▸ WHAT YOU SHOULD DO
Beginning with the first line of the data below, extract each line up to and including the one containing "engine depends on". Copy them exactly and add nothing.

▸ Saved data entries
============================================================

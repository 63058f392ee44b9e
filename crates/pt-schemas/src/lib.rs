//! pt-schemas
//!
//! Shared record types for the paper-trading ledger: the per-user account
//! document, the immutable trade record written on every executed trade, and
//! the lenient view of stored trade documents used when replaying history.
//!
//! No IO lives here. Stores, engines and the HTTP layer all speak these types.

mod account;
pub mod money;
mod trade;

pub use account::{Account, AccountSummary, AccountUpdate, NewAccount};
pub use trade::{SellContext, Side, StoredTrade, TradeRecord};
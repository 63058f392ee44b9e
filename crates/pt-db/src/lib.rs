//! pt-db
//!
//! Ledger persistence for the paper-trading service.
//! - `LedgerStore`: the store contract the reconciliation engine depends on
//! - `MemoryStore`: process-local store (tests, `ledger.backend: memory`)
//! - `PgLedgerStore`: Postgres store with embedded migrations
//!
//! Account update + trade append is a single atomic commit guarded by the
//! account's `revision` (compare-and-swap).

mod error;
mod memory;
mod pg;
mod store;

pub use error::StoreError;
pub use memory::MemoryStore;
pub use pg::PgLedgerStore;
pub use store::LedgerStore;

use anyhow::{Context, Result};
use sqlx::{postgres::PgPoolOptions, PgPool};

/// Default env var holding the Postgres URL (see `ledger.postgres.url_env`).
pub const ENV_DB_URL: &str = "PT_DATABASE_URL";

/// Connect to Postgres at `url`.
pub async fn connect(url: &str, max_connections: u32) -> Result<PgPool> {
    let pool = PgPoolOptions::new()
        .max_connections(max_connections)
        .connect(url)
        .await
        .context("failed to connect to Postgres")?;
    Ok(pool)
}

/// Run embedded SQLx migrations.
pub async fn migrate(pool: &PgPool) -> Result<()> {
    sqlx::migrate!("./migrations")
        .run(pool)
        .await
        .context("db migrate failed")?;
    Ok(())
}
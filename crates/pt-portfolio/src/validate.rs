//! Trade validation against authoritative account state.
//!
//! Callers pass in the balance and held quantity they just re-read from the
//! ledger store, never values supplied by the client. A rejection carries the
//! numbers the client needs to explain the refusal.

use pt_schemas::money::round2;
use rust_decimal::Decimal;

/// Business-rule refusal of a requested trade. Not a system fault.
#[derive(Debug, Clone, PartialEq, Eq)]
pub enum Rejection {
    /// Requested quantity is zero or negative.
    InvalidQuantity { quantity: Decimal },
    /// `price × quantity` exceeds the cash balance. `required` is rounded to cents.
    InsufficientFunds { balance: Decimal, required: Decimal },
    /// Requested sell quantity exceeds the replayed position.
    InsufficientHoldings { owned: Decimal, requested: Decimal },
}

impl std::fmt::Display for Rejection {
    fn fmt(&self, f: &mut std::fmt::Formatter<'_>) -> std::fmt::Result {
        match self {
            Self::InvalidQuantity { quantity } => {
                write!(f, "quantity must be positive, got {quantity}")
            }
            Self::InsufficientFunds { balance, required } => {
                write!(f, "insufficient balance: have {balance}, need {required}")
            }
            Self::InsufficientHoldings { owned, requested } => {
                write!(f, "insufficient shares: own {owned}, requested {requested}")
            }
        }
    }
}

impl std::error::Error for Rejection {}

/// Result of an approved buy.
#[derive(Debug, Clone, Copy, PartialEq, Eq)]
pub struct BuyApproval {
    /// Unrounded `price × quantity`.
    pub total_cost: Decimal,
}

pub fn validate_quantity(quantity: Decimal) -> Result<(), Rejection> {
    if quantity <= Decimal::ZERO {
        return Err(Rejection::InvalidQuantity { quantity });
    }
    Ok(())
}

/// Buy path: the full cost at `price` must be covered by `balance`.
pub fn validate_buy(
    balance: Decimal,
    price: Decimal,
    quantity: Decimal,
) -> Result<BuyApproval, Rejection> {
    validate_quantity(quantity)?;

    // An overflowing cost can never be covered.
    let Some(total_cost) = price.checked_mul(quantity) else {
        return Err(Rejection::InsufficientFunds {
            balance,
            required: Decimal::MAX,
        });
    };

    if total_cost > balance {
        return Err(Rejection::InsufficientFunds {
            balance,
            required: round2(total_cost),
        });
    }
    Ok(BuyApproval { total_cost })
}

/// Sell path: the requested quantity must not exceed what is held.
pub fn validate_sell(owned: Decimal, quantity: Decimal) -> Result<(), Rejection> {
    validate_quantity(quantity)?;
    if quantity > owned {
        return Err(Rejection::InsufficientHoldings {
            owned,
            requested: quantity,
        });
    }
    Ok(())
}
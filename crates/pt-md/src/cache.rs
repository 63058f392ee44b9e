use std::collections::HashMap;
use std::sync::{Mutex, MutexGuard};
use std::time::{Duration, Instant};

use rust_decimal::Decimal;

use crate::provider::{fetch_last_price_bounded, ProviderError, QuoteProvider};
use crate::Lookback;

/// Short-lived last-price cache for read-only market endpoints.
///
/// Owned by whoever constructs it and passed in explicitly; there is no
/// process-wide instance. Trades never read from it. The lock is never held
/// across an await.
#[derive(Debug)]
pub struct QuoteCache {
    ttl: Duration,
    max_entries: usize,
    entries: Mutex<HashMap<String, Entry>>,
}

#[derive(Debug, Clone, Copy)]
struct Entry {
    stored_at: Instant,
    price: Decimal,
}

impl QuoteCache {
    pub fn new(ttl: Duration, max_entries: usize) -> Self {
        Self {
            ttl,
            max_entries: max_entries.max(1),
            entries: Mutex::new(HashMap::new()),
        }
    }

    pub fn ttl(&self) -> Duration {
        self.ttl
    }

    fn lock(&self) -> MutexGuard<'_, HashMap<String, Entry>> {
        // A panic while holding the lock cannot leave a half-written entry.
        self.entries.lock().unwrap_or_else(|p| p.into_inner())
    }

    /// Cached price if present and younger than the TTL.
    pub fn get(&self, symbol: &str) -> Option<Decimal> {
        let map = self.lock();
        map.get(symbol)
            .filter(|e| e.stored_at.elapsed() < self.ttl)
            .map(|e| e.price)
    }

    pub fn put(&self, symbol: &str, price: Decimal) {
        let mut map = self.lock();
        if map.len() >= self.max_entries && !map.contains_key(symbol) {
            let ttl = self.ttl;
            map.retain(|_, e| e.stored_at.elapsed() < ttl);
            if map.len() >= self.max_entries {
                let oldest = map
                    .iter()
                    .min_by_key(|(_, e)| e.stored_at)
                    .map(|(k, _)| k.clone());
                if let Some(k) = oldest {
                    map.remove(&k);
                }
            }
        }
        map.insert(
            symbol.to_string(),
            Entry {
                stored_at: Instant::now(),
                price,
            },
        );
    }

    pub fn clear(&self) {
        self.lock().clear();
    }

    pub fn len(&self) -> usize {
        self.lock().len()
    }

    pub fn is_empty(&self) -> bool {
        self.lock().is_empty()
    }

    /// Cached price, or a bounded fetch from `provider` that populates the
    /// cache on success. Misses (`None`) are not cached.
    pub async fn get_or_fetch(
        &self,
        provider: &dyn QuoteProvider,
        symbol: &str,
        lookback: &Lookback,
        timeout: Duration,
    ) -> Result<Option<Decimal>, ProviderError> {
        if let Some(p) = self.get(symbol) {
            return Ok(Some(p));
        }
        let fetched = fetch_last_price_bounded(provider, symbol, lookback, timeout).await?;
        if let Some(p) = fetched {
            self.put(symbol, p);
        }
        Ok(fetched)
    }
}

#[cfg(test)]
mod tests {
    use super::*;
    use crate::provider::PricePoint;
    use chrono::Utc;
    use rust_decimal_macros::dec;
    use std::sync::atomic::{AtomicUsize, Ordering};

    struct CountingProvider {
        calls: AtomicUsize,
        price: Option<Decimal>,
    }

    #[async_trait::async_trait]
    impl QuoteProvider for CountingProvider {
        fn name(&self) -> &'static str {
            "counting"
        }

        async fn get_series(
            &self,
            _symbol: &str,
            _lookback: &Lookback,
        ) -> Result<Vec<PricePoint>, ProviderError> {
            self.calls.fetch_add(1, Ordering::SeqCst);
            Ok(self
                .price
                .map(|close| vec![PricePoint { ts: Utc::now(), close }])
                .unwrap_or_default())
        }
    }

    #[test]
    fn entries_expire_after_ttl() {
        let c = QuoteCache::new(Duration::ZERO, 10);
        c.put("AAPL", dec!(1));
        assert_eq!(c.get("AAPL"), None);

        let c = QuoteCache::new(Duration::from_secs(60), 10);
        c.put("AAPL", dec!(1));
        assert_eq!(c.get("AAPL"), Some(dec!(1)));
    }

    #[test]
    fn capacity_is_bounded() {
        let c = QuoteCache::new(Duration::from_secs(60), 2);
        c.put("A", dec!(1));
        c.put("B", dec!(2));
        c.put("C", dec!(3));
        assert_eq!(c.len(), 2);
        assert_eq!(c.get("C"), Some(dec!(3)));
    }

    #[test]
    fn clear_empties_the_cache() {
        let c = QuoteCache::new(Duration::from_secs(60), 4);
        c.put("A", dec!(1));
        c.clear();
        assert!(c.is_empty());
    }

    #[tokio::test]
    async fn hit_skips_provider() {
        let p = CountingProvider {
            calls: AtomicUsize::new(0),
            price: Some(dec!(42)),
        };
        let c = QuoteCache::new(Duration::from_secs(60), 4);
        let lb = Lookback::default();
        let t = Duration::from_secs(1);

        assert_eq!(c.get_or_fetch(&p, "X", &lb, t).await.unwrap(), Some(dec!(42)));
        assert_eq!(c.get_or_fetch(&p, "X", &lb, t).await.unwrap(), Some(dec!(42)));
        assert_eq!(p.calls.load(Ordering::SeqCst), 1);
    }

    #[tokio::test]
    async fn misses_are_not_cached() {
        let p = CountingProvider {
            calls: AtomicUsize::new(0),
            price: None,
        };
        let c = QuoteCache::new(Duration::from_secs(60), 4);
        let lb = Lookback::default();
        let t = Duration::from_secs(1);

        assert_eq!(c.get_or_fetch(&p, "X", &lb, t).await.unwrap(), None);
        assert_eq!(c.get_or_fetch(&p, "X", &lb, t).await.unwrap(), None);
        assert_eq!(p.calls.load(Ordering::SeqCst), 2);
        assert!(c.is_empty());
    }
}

============================================================

▸ COMPLETED TASK
repository 63058f392ee44b9e
filename crates/pt-schemas/src/lib.rs
//! pt-schemas
//!
//! Shared record types for the paper-trading ledger: the per-user account
//! document, the immutable trade record written on every executed trade, and
//! the lenient view of stored trade documents used when replaying history.
//!
//! No IO lives here. Stores, engines and the HTTP layer all speak these types.

mod account;
pub mod money;
mod trade;

pub use account::{Account, AccountSummary, AccountUpdate, NewAccount};
pub use trade::{SellContext, Side, StoredTrade, TradeRecord};
repository 63058f392ee44b9e
filename crates/pt-db/src/lib.rs
//! pt-db
//!
//! Ledger persistence for the paper-trading service.
//! - `LedgerStore`: the store contract the reconciliation engine depends on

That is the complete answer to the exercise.